Publication year - 1982
Publication title -
american journal of botany
Language(s) - English
Resource type - Journals
SCImago Journal Rank - 1.218
H-Index - 151
eISSN - 1537-2197
pISSN - 0002-9122
DOI - 10.1002/j.1537-2197.1982.tb13324.x
Subject(s) - biology , sepal , botany , nectar , pollinator , population , petal , hermaphrodite , stamen , pollination , pollen , demography , sociology
A comparative study of the reproductive biology of male‐sterile and hermaphroditic plants in a gynodioecious population of Iris douglasiana Herb. (Iridaceae) was conducted at the University of California's Marine Laboratory at Bodega Bay, California, between 1976–1979. Each year of the study, there were 11.1% male‐sterile plants in the population, some of which began blooming at the same time as the earliest blooming hermaphrodites. Male‐sterile flowers made up between 7–21% of the flowers produced during the male‐sterile flowering period.
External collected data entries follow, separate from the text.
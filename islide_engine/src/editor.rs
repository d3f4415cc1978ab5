//! The controller behind one slide editor or preview.
//!
//! [`EditorSession`] owns everything that changes while the user works on
//! a deck: the deck itself, the selection, the gesture in progress, the
//! live drag preview and the viewport. Hosts forward raw pointer and
//! resize input together with the current time and get back
//! [`EditorEvent`]s to act on.

use std::time::Duration;

use emath::Pos2;
use islide_layout::{
    position_update, resolve_position, topmost_at, CanvasBounds, PositionUpdate, Viewport,
};
use islide_model::{
    interaction::Trigger,
    position::{DeviceClass, FixedPosition},
    slide::{ElementType, Slide, SlideElement},
    ElementId, SlideDeck,
};
use serde::{Deserialize, Serialize};
use smallvec::SmallVec;

use crate::{
    config::EngineConfig,
    cue::EffectCue,
    gesture::{GestureClassifier, GestureOutcome, GestureUpdate, PointerId, PointerKind},
    interaction::{
        resolve_effect, touch_trigger_on_press, touch_trigger_on_release, trigger_for_outcome,
    },
    viewport::ResizeDebouncer,
};

#[derive(
    Deserialize, Serialize, Debug, Default, Clone, Copy, PartialEq, Eq, derive_more::Display,
)]
#[serde(rename_all = "lowercase")]
pub enum EditorMode {
    /// Taps select, drags move elements
    #[default]
    Edit,
    /// Gestures fire the interactions bound to elements
    Preview,
}

/// What the renderer draws for one element this frame.
#[derive(Deserialize, Serialize, Debug, Clone, PartialEq)]
#[serde(rename_all = "camelCase")]
pub struct ElementFrame {
    pub element_id: ElementId,
    pub rect: FixedPosition,
    pub is_selected: bool,
}

#[derive(Debug, Clone, PartialEq)]
pub enum EditorEvent {
    Selected(Option<ElementId>),
    /// Double tap on a text element in edit mode, the host opens its editor
    EditRequested(ElementId),
    DragStarted(ElementId),
    /// A drag was released and written to the deck
    PositionCommitted(PositionUpdate),
    Effect(EffectCue),
    DeviceClassChanged(DeviceClass),
}

#[derive(Debug)]
pub struct EditorSession {
    deck: SlideDeck,
    config: EngineConfig,
    mode: EditorMode,
    slide_index: usize,
    selected: Option<ElementId>,
    hovered: Option<ElementId>,
    gestures: GestureClassifier,
    preview: Option<PositionUpdate>,
    viewport: Viewport,
    canvas: Option<CanvasBounds>,
    resize: ResizeDebouncer,
}

impl EditorSession {
    pub fn new(deck: SlideDeck, config: EngineConfig, viewport: Viewport) -> Self {
        Self {
            deck,
            config,
            mode: EditorMode::default(),
            slide_index: 0,
            selected: None,
            hovered: None,
            gestures: GestureClassifier::new(config.gesture),
            preview: None,
            viewport,
            canvas: None,
            resize: ResizeDebouncer::new(config.resize_debounce()),
        }
    }

    pub const fn deck(&self) -> &SlideDeck {
        &self.deck
    }

    pub fn into_deck(self) -> SlideDeck {
        self.deck
    }

    pub const fn config(&self) -> &EngineConfig {
        &self.config
    }

    pub const fn mode(&self) -> EditorMode {
        self.mode
    }

    pub fn set_mode(&mut self, mode: EditorMode) {
        if self.mode != mode {
            tracing::debug!(%mode, "Editor mode changed");
            self.cancel_gesture();
            self.hovered = None;
            self.mode = mode;
        }
    }

    pub const fn slide_index(&self) -> usize {
        self.slide_index
    }

    pub fn current_slide(&self) -> Option<&Slide> {
        self.deck.slides.get(self.slide_index)
    }

    /// Moves to another slide. Out of range indices are ignored.
    pub fn set_slide(&mut self, index: usize) -> bool {
        if index >= self.deck.slides.len() {
            return false;
        }
        self.cancel_gesture();
        self.selected = None;
        self.hovered = None;
        self.slide_index = index;
        true
    }

    pub const fn selected(&self) -> Option<&ElementId> {
        self.selected.as_ref()
    }

    pub const fn viewport(&self) -> Viewport {
        self.viewport
    }

    pub fn device_class(&self) -> DeviceClass {
        self.viewport.device_class(&self.config.breakpoints)
    }

    /// Bounds drags are clamped to. Without them positions are only kept
    /// out of negative coordinates.
    pub fn set_canvas_bounds(&mut self, canvas: Option<CanvasBounds>) {
        self.canvas = canvas;
    }

    /// The uncommitted position of the element being dragged
    pub const fn preview(&self) -> Option<&PositionUpdate> {
        self.preview.as_ref()
    }

    pub fn is_dragging(&self) -> bool {
        self.gestures.is_dragging()
    }

    pub fn pointer_down(
        &mut self,
        pointer: PointerId,
        kind: PointerKind,
        point: Pos2,
        now: Duration,
    ) -> Option<EditorEvent> {
        let device_class = self.device_class();
        let Some(element) = self
            .current_slide()
            .and_then(|slide| topmost_at(&slide.elements, point, device_class))
        else {
            if self.gestures.active().is_none() && self.mode == EditorMode::Edit {
                return self.select(None);
            }
            return None;
        };

        let element_id = element.id.clone();
        let start_rect = resolve_position(&element.position, device_class);
        let touch_cue = touch_trigger_on_press(kind)
            .filter(|_| self.mode == EditorMode::Preview)
            .and_then(|trigger| resolve_effect(element, trigger, device_class));

        if !self
            .gestures
            .press(pointer, kind, element_id, point, start_rect, now)
        {
            return None;
        }
        touch_cue.map(EditorEvent::Effect)
    }

    pub fn pointer_move(&mut self, pointer: PointerId, point: Pos2) -> Option<EditorEvent> {
        if self.gestures.active().is_none() {
            return self.hover(point);
        }

        let (element_id, candidate, started) = match self.gestures.move_to(pointer, point) {
            GestureUpdate::Ignored | GestureUpdate::Pending => return None,
            GestureUpdate::DragStarted {
                element_id,
                candidate,
            } => (element_id, candidate, true),
            GestureUpdate::Dragging {
                element_id,
                candidate,
            } => (element_id, candidate, false),
        };
        if self.mode != EditorMode::Edit {
            return None;
        }

        self.preview = self.update_for(&element_id, candidate);
        started.then_some(EditorEvent::DragStarted(element_id))
    }

    pub fn pointer_up(
        &mut self,
        pointer: PointerId,
        point: Pos2,
        now: Duration,
    ) -> SmallVec<[EditorEvent; 2]> {
        let mut events = SmallVec::new();

        // Drags end anywhere on the canvas, everything else has to be
        // released over the element it started on
        let threshold = self.gestures.config().drag_threshold;
        let stray = self
            .gestures
            .active()
            .filter(|g| g.pointer == pointer)
            .is_some_and(|g| {
                if g.has_crossed_threshold || (point - g.start_point).length() > threshold {
                    !self.on_canvas(point)
                } else {
                    !g.start_rect.contains(point)
                }
            });
        if stray {
            tracing::debug!(?point, "Released off target, dropping gesture");
            self.cancel_gesture();
            return events;
        }
        let Some(outcome) = self.gestures.release(pointer, point, now) else {
            return events;
        };
        let preview = self.preview.take();

        match self.mode {
            EditorMode::Edit => match outcome {
                GestureOutcome::DragEnd {
                    element_id,
                    candidate,
                    ..
                } => {
                    let update = self.update_for(&element_id, candidate).or(preview);
                    if let Some(update) = update {
                        self.commit(&update);
                        events.push(EditorEvent::PositionCommitted(update));
                    }
                }
                GestureOutcome::Tap { element_id, .. } => {
                    events.extend(self.select(Some(element_id)));
                }
                GestureOutcome::DoubleTap { element_id, .. } => {
                    let is_text = self
                        .current_slide()
                        .and_then(|slide| slide.element(&element_id))
                        .is_some_and(|element| element.element_type == ElementType::Text);
                    events.extend(self.select(Some(element_id.clone())));
                    if is_text {
                        events.push(EditorEvent::EditRequested(element_id));
                    }
                }
                GestureOutcome::Held { .. } => {}
            },
            EditorMode::Preview => {
                let triggers = [trigger_for_outcome(&outcome), touch_trigger_on_release(&outcome)];
                for trigger in triggers.into_iter().flatten() {
                    events.extend(self.trigger(outcome.element_id(), trigger).map(EditorEvent::Effect));
                }
            }
        }
        events
    }

    /// The platform took the pointer away, the gesture is dropped
    pub fn pointer_cancel(&mut self) {
        self.cancel_gesture();
    }

    /// The window lost focus
    pub fn blur(&mut self) {
        self.cancel_gesture();
        self.hovered = None;
    }

    /// Tracks which element the mouse is over and fires hover
    /// interactions on entering one while previewing
    pub fn hover(&mut self, point: Pos2) -> Option<EditorEvent> {
        let device_class = self.device_class();
        let over = self
            .current_slide()
            .and_then(|slide| topmost_at(&slide.elements, point, device_class))
            .map(|element| element.id.clone());
        if over == self.hovered {
            return None;
        }

        self.hovered = over.clone();
        match (self.mode, over) {
            (EditorMode::Preview, Some(element_id)) => {
                self.trigger(&element_id, Trigger::Hover).map(EditorEvent::Effect)
            }
            _ => None,
        }
    }

    pub fn resize(&mut self, viewport: Viewport, now: Duration) {
        self.resize.resize(viewport, now);
    }

    /// The viewport waiting for the resize burst to settle
    pub const fn pending_viewport(&self) -> Option<Viewport> {
        self.resize.pending()
    }

    /// Tears the session down for its host: drops the gesture and any
    /// pending resize so nothing fires after the surface is gone
    pub fn close(&mut self) {
        self.cancel_gesture();
        self.resize.cancel();
        self.hovered = None;
    }

    /// Applies a resize once it settled
    pub fn poll(&mut self, now: Duration) -> Option<EditorEvent> {
        let viewport = self.resize.poll(now)?;
        let before = self.device_class();
        self.viewport = viewport;
        let after = self.device_class();
        if before == after {
            return None;
        }

        tracing::debug!(%before, %after, "Device class changed");
        self.cancel_gesture();
        Some(EditorEvent::DeviceClassChanged(after))
    }

    /// Renderer input for the visible elements of the current slide, in
    /// paint order
    pub fn frames(&self) -> Vec<ElementFrame> {
        let Some(slide) = self.current_slide() else {
            return Vec::new();
        };
        let device_class = self.device_class();

        let mut frames: Vec<(i32, ElementFrame)> = slide
            .elements
            .iter()
            .filter(|element| element.is_visible)
            .map(|element| {
                let rect = match &self.preview {
                    Some(preview) if preview.element_id == element.id => preview.rect(),
                    _ => resolve_position(&element.position, device_class),
                };
                let frame = ElementFrame {
                    element_id: element.id.clone(),
                    rect,
                    is_selected: self.selected.as_ref() == Some(&element.id),
                };
                (element.style.z_index, frame)
            })
            .collect();
        frames.sort_by_key(|(z_index, _)| *z_index);
        frames.into_iter().map(|(_, frame)| frame).collect()
    }

    /// Fires `trigger` on an element of the current slide
    pub fn trigger(&self, element_id: &str, trigger: Trigger) -> Option<EffectCue> {
        let element = self.current_slide()?.element(element_id)?;
        resolve_effect(element, trigger, self.device_class())
    }

    /// Adds an element to the current slide. Ids are unique across the
    /// deck, so an element reusing one is refused.
    pub fn add_element(&mut self, element: SlideElement) -> bool {
        if self.deck.element(&element.id).is_some() {
            tracing::warn!(element = %element.id, "Refusing to add element with a duplicate id");
            return false;
        }
        let Some(slide) = self.deck.slides.get_mut(self.slide_index) else {
            return false;
        };
        slide.elements.push(element);
        true
    }

    pub fn remove_element(&mut self, element_id: &str) -> Option<SlideElement> {
        let slide = self.deck.slides.get_mut(self.slide_index)?;
        let index = slide.element_index(element_id)?;
        let removed = slide.elements.remove(index);

        if self.selected.as_deref() == Some(element_id) {
            self.selected = None;
        }
        if self.hovered.as_deref() == Some(element_id) {
            self.hovered = None;
        }
        if self.gesture_on(element_id) {
            self.cancel_gesture();
        }
        Some(removed)
    }

    /// Swaps in a new version of an element, wherever it is in the deck
    pub fn replace_element(&mut self, element: SlideElement) -> Option<SlideElement> {
        if self.gesture_on(&element.id) {
            self.cancel_gesture();
        }
        self.deck.replace_element(element)
    }

    fn select(&mut self, element_id: Option<ElementId>) -> Option<EditorEvent> {
        if self.selected == element_id {
            return None;
        }
        tracing::debug!(element = ?element_id, "Selection changed");
        self.selected = element_id.clone();
        Some(EditorEvent::Selected(element_id))
    }

    fn update_for(&self, element_id: &str, candidate: FixedPosition) -> Option<PositionUpdate> {
        let element = self.current_slide()?.element(element_id)?;
        Some(position_update(
            element,
            self.device_class(),
            candidate,
            self.canvas,
        ))
    }

    fn commit(&mut self, update: &PositionUpdate) {
        let Some((_, element)) = self.deck.element(&update.element_id) else {
            return;
        };
        let mut element = element.clone();
        element.position = update.position;
        self.deck.replace_element(element);
        tracing::debug!(element = %update.element_id, rect = ?update.rect(), "Position committed");
    }

    fn cancel_gesture(&mut self) {
        self.gestures.cancel();
        self.preview = None;
    }

    fn gesture_on(&self, element_id: &str) -> bool {
        self.gestures
            .active()
            .is_some_and(|gesture| gesture.element_id.as_str() == element_id)
    }

    fn on_canvas(&self, point: Pos2) -> bool {
        self.canvas.is_none_or(|canvas| {
            (0.0..=canvas.width).contains(&point.x) && (0.0..=canvas.height).contains(&point.y)
        })
    }
}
Male‐sterile flowers had smaller sepals and petals than hermaphrodites, there were fewer of them per square meter, and they had fewer pollinated stigmas than did hermaphroditic flowers. In a test to determine pollinator preference, intact hermaphroditic flowers tended to have more pollinated stigmas than did hermaphrodites with their stamens removed or those flowers with shortened sepals made to resemble the smaller male‐sterile flowers. Floral phenology and nectar‐flow patterns were similar in both types of flowers as were the kinds of amino acids and sugar rewards in the nectar. Male‐sterile flowers, however, produced much less nectar per flower. There were no significant differences in the number of ovules per flower or the number of seeds produced per capsule between the two flower types, but the loss of seeds through larval predation was much greater in capsules from hermaphroditic flowers. Early flowering and setting of seed by plants with male‐sterile flowers could give them a reproductive advantage over plants with hermaphroditic flowers which experience higher levels of larval predation later in the growing season.